Segment Start: Raw data

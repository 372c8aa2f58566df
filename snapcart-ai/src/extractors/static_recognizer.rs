// Static Recognizer
//
// Adapter with fixed output. Wired in for signals that have no configured
// backend (always unavailable) and used to replay recorded recognizer output.

use crate::types::{RecognitionCandidate, RecognitionError, Recognizer, SourceKind};
use crate::utils::image_decoder::DecodedImage;
use async_trait::async_trait;

pub struct StaticRecognizer {
    kind: SourceKind,
    name: String,
    output: Option<Vec<RecognitionCandidate>>,
}

impl StaticRecognizer {
    /// Adapter that always returns `candidates`
    pub fn new(kind: SourceKind, candidates: Vec<RecognitionCandidate>) -> Self {
        Self {
            kind,
            name: format!("static-{}", kind),
            output: Some(candidates),
        }
    }

    /// Adapter that returns nothing (successful empty result)
    pub fn empty(kind: SourceKind) -> Self {
        Self::new(kind, Vec::new())
    }

    /// Adapter that always fails with `NotAvailable`
    pub fn unavailable(kind: SourceKind) -> Self {
        Self {
            kind,
            name: format!("unavailable-{}", kind),
            output: None,
        }
    }

    /// Convenience: candidates from `(label, confidence)` pairs
    pub fn from_labels(kind: SourceKind, labels: &[(&str, f32)]) -> Self {
        let candidates = labels
            .iter()
            .enumerate()
            .map(|(idx, (label, confidence))| {
                let candidate = RecognitionCandidate::new(*label, *confidence, kind);
                if kind == SourceKind::Text {
                    candidate.in_region(idx as u32)
                } else {
                    candidate
                }
            })
            .collect();
        Self::new(kind, candidates)
    }
}

#[async_trait]
impl Recognizer for StaticRecognizer {
    fn kind(&self) -> SourceKind {
        self.kind
    }

    fn name(&self) -> &str {
        &self.name
    }

    async fn recognize(
        &self,
        _image: &DecodedImage,
    ) -> Result<Vec<RecognitionCandidate>, RecognitionError> {
        match &self.output {
            Some(candidates) => Ok(candidates.clone()),
            None => Err(RecognitionError::NotAvailable(format!(
                "no {} recognizer configured",
                self.kind
            ))),
        }
    }
}

#[cfg(test)]
mod tests {
    use super::*;
    use image::{DynamicImage, RgbImage};

    fn image() -> DecodedImage {
        DecodedImage::from_dynamic(DynamicImage::ImageRgb8(RgbImage::new(1, 1)))
    }

    #[tokio::test]
    async fn replays_fixed_candidates() {
        let recognizer = StaticRecognizer::from_labels(SourceKind::Object, &[("mug", 0.8)]);
        let out = recognizer.recognize(&image()).await.unwrap();
        assert_eq!(out, vec![RecognitionCandidate::new("mug", 0.8, SourceKind::Object)]);
    }

    #[tokio::test]
    async fn text_labels_get_one_region_each() {
        let recognizer =
            StaticRecognizer::from_labels(SourceKind::Text, &[("ACME", 0.9), ("Kettle", 0.8)]);
        let out = recognizer.recognize(&image()).await.unwrap();
        assert_eq!(out[0].region, Some(0));
        assert_eq!(out[1].region, Some(1));
    }

    #[tokio::test]
    async fn unavailable_always_fails() {
        let recognizer = StaticRecognizer::unavailable(SourceKind::Scene);
        assert!(matches!(
            recognizer.recognize(&image()).await,
            Err(RecognitionError::NotAvailable(_))
        ));
    }
}
// Signal Coordinator - Fan-Out / Fan-In over the Three Recognition Adapters
//
// Each adapter runs on its own tokio task (parallel on the multi-thread
// runtime) and writes only to its own report. The join waits for all three;
// a failed, timed-out or panicked adapter reports an empty term list. The
// merge into the candidate set runs after the join, single-threaded.
//
// Cancellation (token or dropping the future) aborts the in-flight adapter
// tasks and discards whatever they produced.

use super::normalizer::{case_fold, normalize_terms};
use crate::extractors::{RecognizerSet, SignalPolicy};
use crate::types::{CandidateTerm, RecognitionError, Recognizer, SourceKind};
use crate::utils::image_decoder::DecodedImage;
use serde::Serialize;
use std::collections::HashSet;
use std::sync::Arc;
use std::time::{Duration, Instant};
use tokio::task::AbortHandle;
use tokio_util::sync::CancellationToken;
use tracing::{debug, info, warn};

/// How one signal finished
#[derive(Debug, Clone, Copy, PartialEq, Eq, Serialize)]
#[serde(rename_all = "snake_case")]
pub enum SignalStatus {
    Ok,
    Failed,
    TimedOut,
    Panicked,
}

/// Filtered, normalized output of one signal
#[derive(Debug, Clone)]
pub struct SignalReport {
    pub kind: SourceKind,
    pub recognizer: String,
    pub status: SignalStatus,
    pub terms: Vec<CandidateTerm>,
    pub elapsed: Duration,
}

impl SignalReport {
    fn empty(kind: SourceKind, recognizer: String, status: SignalStatus, elapsed: Duration) -> Self {
        Self {
            kind,
            recognizer,
            status,
            terms: Vec::new(),
            elapsed,
        }
    }
}

/// Union of candidate terms across signals, keyed by case-folded text
///
/// The first-seen representative keeps its casing; later duplicates are dropped.
#[derive(Debug, Clone, Default)]
pub struct CandidateSet {
    terms: Vec<CandidateTerm>,
    keys: HashSet<String>,
}

impl CandidateSet {
    pub fn new() -> Self {
        Self::default()
    }

    /// Insert a term; returns false if an equal (case-folded) term exists or it is blank
    pub fn insert(&mut self, term: CandidateTerm) -> bool {
        if term.text.trim().is_empty() {
            return false;
        }
        if self.keys.insert(case_fold(&term.text)) {
            self.terms.push(term);
            true
        } else {
            false
        }
    }

    /// Merge signal reports in the order given
    pub fn from_reports(reports: &[SignalReport]) -> Self {
        let mut set = Self::new();
        for report in reports {
            for term in &report.terms {
                set.insert(term.clone());
            }
        }
        set
    }

    pub fn iter(&self) -> impl Iterator<Item = &CandidateTerm> {
        self.terms.iter()
    }

    /// Display texts in merge order
    pub fn texts(&self) -> impl Iterator<Item = &str> {
        self.terms.iter().map(|t| t.text.as_str())
    }

    pub fn contains(&self, text: &str) -> bool {
        self.keys.contains(&case_fold(text))
    }

    pub fn len(&self) -> usize {
        self.terms.len()
    }

    pub fn is_empty(&self) -> bool {
        self.terms.is_empty()
    }
}

impl FromIterator<CandidateTerm> for CandidateSet {
    fn from_iter<I: IntoIterator<Item = CandidateTerm>>(iter: I) -> Self {
        let mut set = Self::new();
        for term in iter {
            set.insert(term);
        }
        set
    }
}

/// Aborts spawned adapter tasks when the join is abandoned
struct AbortOnDrop(Vec<AbortHandle>);

impl Drop for AbortOnDrop {
    fn drop(&mut self) {
        for handle in &self.0 {
            handle.abort();
        }
    }
}

/// Fan-out/fan-in coordinator
#[derive(Clone)]
pub struct SignalCoordinator {
    recognizers: RecognizerSet,
    /// Per-adapter timeout (None = wait indefinitely)
    signal_timeout: Option<Duration>,
}

impl SignalCoordinator {
    pub fn new(recognizers: RecognizerSet, signal_timeout: Option<Duration>) -> Self {
        Self {
            recognizers,
            signal_timeout,
        }
    }

    /// Run all three adapters and return their reports in signal order
    ///
    /// Returns `None` if `cancel` fires before every adapter has reported.
    pub async fn dispatch(
        &self,
        image: Arc<DecodedImage>,
        cancel: &CancellationToken,
    ) -> Option<Vec<SignalReport>> {
        if cancel.is_cancelled() {
            return None;
        }

        let handles: Vec<_> = SourceKind::ALL
            .iter()
            .map(|&kind| {
                let recognizer = Arc::clone(self.recognizers.get(kind));
                let name = recognizer.name().to_string();
                let image = Arc::clone(&image);
                let timeout = self.signal_timeout;
                let handle = tokio::spawn(run_signal(recognizer, image, timeout));
                (kind, name, handle)
            })
            .collect();

        let _guard = AbortOnDrop(handles.iter().map(|(_, _, h)| h.abort_handle()).collect());
        let started = Instant::now();

        let join_all = futures::future::join_all(handles.into_iter().map(
            |(kind, name, handle)| async move {
                match handle.await {
                    Ok(report) => report,
                    Err(e) => {
                        warn!(signal = %kind, recognizer = %name, error = %e, "Recognizer task panicked");
                        SignalReport::empty(kind, name, SignalStatus::Panicked, started.elapsed())
                    }
                }
            },
        ));

        tokio::select! {
            biased;
            _ = cancel.cancelled() => {
                info!("Inference cancelled; discarding in-flight recognizer work");
                None
            }
            reports = join_all => {
                debug!(elapsed_ms = started.elapsed().as_millis() as u64, "All signals reported");
                Some(reports)
            }
        }
    }

    /// Dispatch and merge into a candidate set
    pub async fn gather(
        &self,
        image: Arc<DecodedImage>,
        cancel: &CancellationToken,
    ) -> Option<CandidateSet> {
        self.dispatch(image, cancel)
            .await
            .map(|reports| CandidateSet::from_reports(&reports))
    }
}

/// One adapter branch: recognize, apply signal policy, normalize
async fn run_signal(
    recognizer: Arc<dyn Recognizer>,
    image: Arc<DecodedImage>,
    timeout: Option<Duration>,
) -> SignalReport {
    let kind = recognizer.kind();
    let name = recognizer.name().to_string();
    let started = Instant::now();

    let outcome = match timeout {
        Some(limit) => tokio::time::timeout(limit, recognizer.recognize(&image))
            .await
            .unwrap_or(Err(RecognitionError::Timeout(limit.as_millis() as u64))),
        None => recognizer.recognize(&image).await,
    };

    match outcome {
        Ok(candidates) => {
            let raw = SignalPolicy::for_kind(kind).select(&candidates);
            let terms: Vec<CandidateTerm> = normalize_terms(raw)
                .into_iter()
                .map(|text| CandidateTerm::new(text, kind))
                .collect();

            debug!(
                signal = %kind,
                recognizer = %name,
                candidates = candidates.len(),
                kept = terms.len(),
                "Signal completed"
            );

            SignalReport {
                kind,
                recognizer: name,
                status: SignalStatus::Ok,
                terms,
                elapsed: started.elapsed(),
            }
        }
        Err(RecognitionError::Timeout(ms)) => {
            warn!(signal = %kind, recognizer = %name, timeout_ms = ms, "Recognizer timed out");
            SignalReport::empty(kind, name, SignalStatus::TimedOut, started.elapsed())
        }
        Err(e) => {
            warn!(signal = %kind, recognizer = %name, error = %e, "Recognizer failed");
            SignalReport::empty(kind, name, SignalStatus::Failed, started.elapsed())
        }
    }
}

#[cfg(test)]
mod tests {
    use super::*;
    use crate::extractors::StaticRecognizer;
    use image::{DynamicImage, RgbImage};

    fn image() -> Arc<DecodedImage> {
        Arc::new(DecodedImage::from_dynamic(DynamicImage::ImageRgb8(RgbImage::new(2, 2))))
    }

    fn term(text: &str, kind: SourceKind) -> CandidateTerm {
        CandidateTerm::new(text, kind)
    }

    #[test]
    fn case_fold_dedup_keeps_first_seen() {
        let set: CandidateSet = ["Shoe", "shoe", "SHOE"]
            .into_iter()
            .map(|t| term(t, SourceKind::Object))
            .collect();
        assert_eq!(set.len(), 1);
        assert_eq!(set.texts().next(), Some("Shoe"));
        assert!(set.contains("sHoE"));
    }

    #[test]
    fn blank_terms_are_rejected() {
        let mut set = CandidateSet::new();
        assert!(!set.insert(term("   ", SourceKind::Text)));
        assert!(set.is_empty());
    }

    #[test]
    fn merge_follows_report_order() {
        let reports = vec![
            SignalReport {
                kind: SourceKind::Text,
                recognizer: "t".into(),
                status: SignalStatus::Ok,
                terms: vec![term("Nike", SourceKind::Text)],
                elapsed: Duration::ZERO,
            },
            SignalReport {
                kind: SourceKind::Object,
                recognizer: "o".into(),
                status: SignalStatus::Ok,
                terms: vec![term("Running Shoe", SourceKind::Object), term("NIKE", SourceKind::Object)],
                elapsed: Duration::ZERO,
            },
        ];
        let set = CandidateSet::from_reports(&reports);
        let texts: Vec<_> = set.texts().collect();
        assert_eq!(texts, vec!["Nike", "Running Shoe"]);
        assert_eq!(set.iter().next().unwrap().source_kind, SourceKind::Text);
    }

    #[tokio::test]
    async fn failed_signal_does_not_affect_others() {
        let recognizers = RecognizerSet::new(
            Arc::new(StaticRecognizer::unavailable(SourceKind::Text)),
            Arc::new(StaticRecognizer::from_labels(SourceKind::Object, &[("mug", 0.9)])),
            Arc::new(StaticRecognizer::from_labels(SourceKind::Scene, &[("kitchen", 0.8)])),
        );
        let coordinator = SignalCoordinator::new(recognizers, None);

        let reports = coordinator
            .dispatch(image(), &CancellationToken::new())
            .await
            .unwrap();

        assert_eq!(reports.len(), 3);
        assert_eq!(reports[0].status, SignalStatus::Failed);
        assert!(reports[0].terms.is_empty());
        assert_eq!(reports[1].terms, vec![term("Mug", SourceKind::Object)]);
        assert_eq!(reports[2].terms, vec![term("Kitchen", SourceKind::Scene)]);
    }

    #[tokio::test]
    async fn pre_cancelled_token_dispatches_nothing() {
        let coordinator = SignalCoordinator::new(RecognizerSet::unavailable(), None);
        let cancel = CancellationToken::new();
        cancel.cancel();
        assert!(coordinator.gather(image(), &cancel).await.is_none());
    }
}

Segment End: Raw data

**Description of the task**
From the records above, transcribe without alteration every line from the one with "candidate.in_region(idx as u32)" to the one with "fn image() -> DecodedImage", inclusive.

**Answer for the task**
                    candidate.in_region(idx as u32)
                } else {
                    candidate
                }
            })
            .collect();
        Self::new(kind, candidates)
    }
}

#[async_trait]
impl Recognizer for StaticRecognizer {
    fn kind(&self) -> SourceKind {
        self.kind
    }

    fn name(&self) -> &str {
        &self.name
    }

    async fn recognize(
        &self,
        _image: &DecodedImage,
    ) -> Result<Vec<RecognitionCandidate>, RecognitionError> {
        match &self.output {
            Some(candidates) => Ok(candidates.clone()),
            None => Err(RecognitionError::NotAvailable(format!(
                "no {} recognizer configured",
                self.kind
            ))),
        }
    }
}

#[cfg(test)]
mod tests {
    use super::*;
    use image::{DynamicImage, RgbImage};

    fn image() -> DecodedImage {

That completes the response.